This project presents a quick performance evaluation across few baseline models and serves as a concise databoard before heavy feature engineering and model tuning. The machine package and data format are based on Scikit-learn and Pandas.
Often, when we receive a new dataset, we may spend some time on exploring the meaning of its features. At the same time, we may just want to take a quick look at how good various models can be. This is why we prepare such goodie workflow to perform quick baseline model evaluation.
Five basic supervised learning models are selected:
- K nearest neighbor
- Linear model (linear regression and logistic regression)
- Decision tree
- Random forest
- Support vector machine
Users only need to prepare feature matrix and labels. Make sure he/she specify regression or classification tasks. Then the basics evaluation metrics can be obtained as.
Grid search is also available across certain predefined parameter ranges to performance quick hyper-parameter optimization. This gives us some hint how much optimization we can obtain beyond default settings.
The main body of this dashboard is collected in main.py and SklearnModel.py. In addition, SklearnDatasetSelector.py is a collection Scikit-learn datasets. It contains three representative tasks in machine learning: Iris classification (Multi-class classification), Breast cancer classification (Binary classification) and Boston housing price prediction (Regression).

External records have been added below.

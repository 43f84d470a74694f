use crate::filesystem::{EntryKind, EntryRef, FileSystem};
use crate::format::{fit, format_size, format_time, sanitize_line};
use crate::navigator::Navigator;
use crate::session::{Mode, Session, StatusLevel};
use crate::viewer::Viewer;
use ratatui::{
    layout::Rect, style::{Color, Modifier, Style},
    text::{Line, Span}, widgets::{List, ListItem, ListState, Paragraph},
    Frame,
};
const SIZE_WIDTH: usize = 12;
const TIME_WIDTH: usize = 19;
pub struct ListingView;
impl ListingView {
    pub fn render_header<F: FileSystem>(&self, f: &mut Frame, area: Rect, nav: &Navigator<F>) {
        let mut spans = vec![
            Span::styled(
                nav.path().display().to_string(),
                Style::default().fg(Color::Cyan).add_modifier(Modifier::BOLD),
            ),
        ];
        if let Some(marked) = nav.marked() {
            spans.push(Span::raw("  "));
            spans
                .push(
                    Span::styled(
                        format!("[marked: {}]", marked.display()),
                        Style::default().fg(Color::Yellow),
                    ),
                );
        }
        f.render_widget(Paragraph::new(Line::from(spans)), area);
    }
    /// Paints the rows that fit in `area`. Size and time are looked up here,
    /// for visible rows only.
    pub fn render<F: FileSystem>(&self, f: &mut Frame, area: Rect, nav: &Navigator<F>) {
        let entries = nav.entries();
        if entries.is_empty() {
            let empty = Paragraph::new("(empty)")
                .style(Style::default().fg(Color::DarkGray));
            f.render_widget(empty, area);
            return;
        }
        let height = (area.height as usize).max(1);
        let start = (nav.cursor() + 1).saturating_sub(height);
        let end = (start + height).min(entries.len());
        let name_width = (area.width as usize)
            .saturating_sub(SIZE_WIDTH + TIME_WIDTH + 2)
            .max(8);
        let marked = nav.marked();
        let items: Vec<ListItem> = entries[start..end]
            .iter()
            .map(|entry| {
                let path = nav.path().join(&entry.name);
                let text = self.row_text(nav.fs(), entry, &path, name_width);
                let style = if marked == Some(path.as_path()) {
                    Style::default().add_modifier(Modifier::BOLD | Modifier::UNDERLINED)
                } else if entry.kind == EntryKind::Directory {
                    Style::default().fg(Color::Blue)
                } else {
                    Style::default()
                };
                ListItem::new(Span::styled(text, style))
            })
            .collect();
        let list = List::new(items)
            .highlight_style(Style::default().add_modifier(Modifier::REVERSED));
        let mut state = ListState::default();
        state.select(Some(nav.cursor() - start));
        f.render_stateful_widget(list, area, &mut state);
    }
    fn row_text<F: FileSystem>(
        &self,
        fs: &F,
        entry: &EntryRef,
        path: &std::path::Path,
        name_width: usize,
    ) -> String {
        let mut name = sanitize_line(&entry.display_name());
        if entry.is_dir() {
            name.push('/');
        }
        let (size, modified) = match fs.stat(path) {
            Ok(meta) => {
                let size = match meta.kind {
                    EntryKind::Directory => "DIR".to_string(),
                    _ => format_size(meta.size),
                };
                (size, format_time(meta.modified))
            }
            Err(_) => ("?".to_string(), String::new()),
        };
        format!(
            "{} {:>size_w$} {:>time_w$}", fit(& name, name_width), size, modified, size_w
            = SIZE_WIDTH, time_w = TIME_WIDTH
        )
    }
}
pub struct ViewerView;
impl ViewerView {
    pub fn render(&self, f: &mut Frame, area: Rect, viewer: &Viewer) {
        let lines: Vec<Line> = viewer
            .visible()
            .iter()
            .map(|line| Line::from(sanitize_line(line)))
            .collect();
        f.render_widget(Paragraph::new(lines), area);
    }
}
pub struct StatusView;
impl StatusView {
    pub fn render<F: FileSystem>(&self, f: &mut Frame, area: Rect, session: &Session<F>) {
        let line = match &session.status {
            Some(status) => {
                let style = match status.level {
                    StatusLevel::Error => {
                        Style::default().fg(Color::Red).add_modifier(Modifier::BOLD)
                    }
                    StatusLevel::Info => Style::default().fg(Color::Green),
                };
                Span::styled(status.text.clone(), style)
            }
            None => {
                Span::styled(
                    self.hint(session),
                    Style::default().fg(Color::White),
                )
            }
        };
        f.render_widget(Paragraph::new(Line::from(line)), area);
    }
    fn hint<F: FileSystem>(&self, session: &Session<F>) -> String {
        match &session.mode {
            Mode::Browsing => session.keys.hint(),
            Mode::Viewing(viewer) => {
                let first = if viewer.line_count() == 0 { 0 } else { viewer.offset() + 1 };
                format!(
                    "{}  {}-{}/{}  ↑↓ Scroll | PgUp/PgDn Page | Esc Back", viewer.path()
                    .display(), first, viewer.offset() + viewer.visible().len(), viewer
                    .line_count()
                )
            }
        }
    }
}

- main.py: How to call SklearnModel.py for this dashboard
- SklearnModel.py: Collection of basic models
- SklearnDatasetSelector.py: Collection of three Scikit-learn classical datasets
In main.py, we use Scikit-learn tutorial datasets collected in SklearnDatasetSelector.py to make a demo. Users are free prepare their own training data and feed to
- x_pd_dataframe: Feature matrix in Pandas dataframe
- y_pd_series: Data label in Pandas series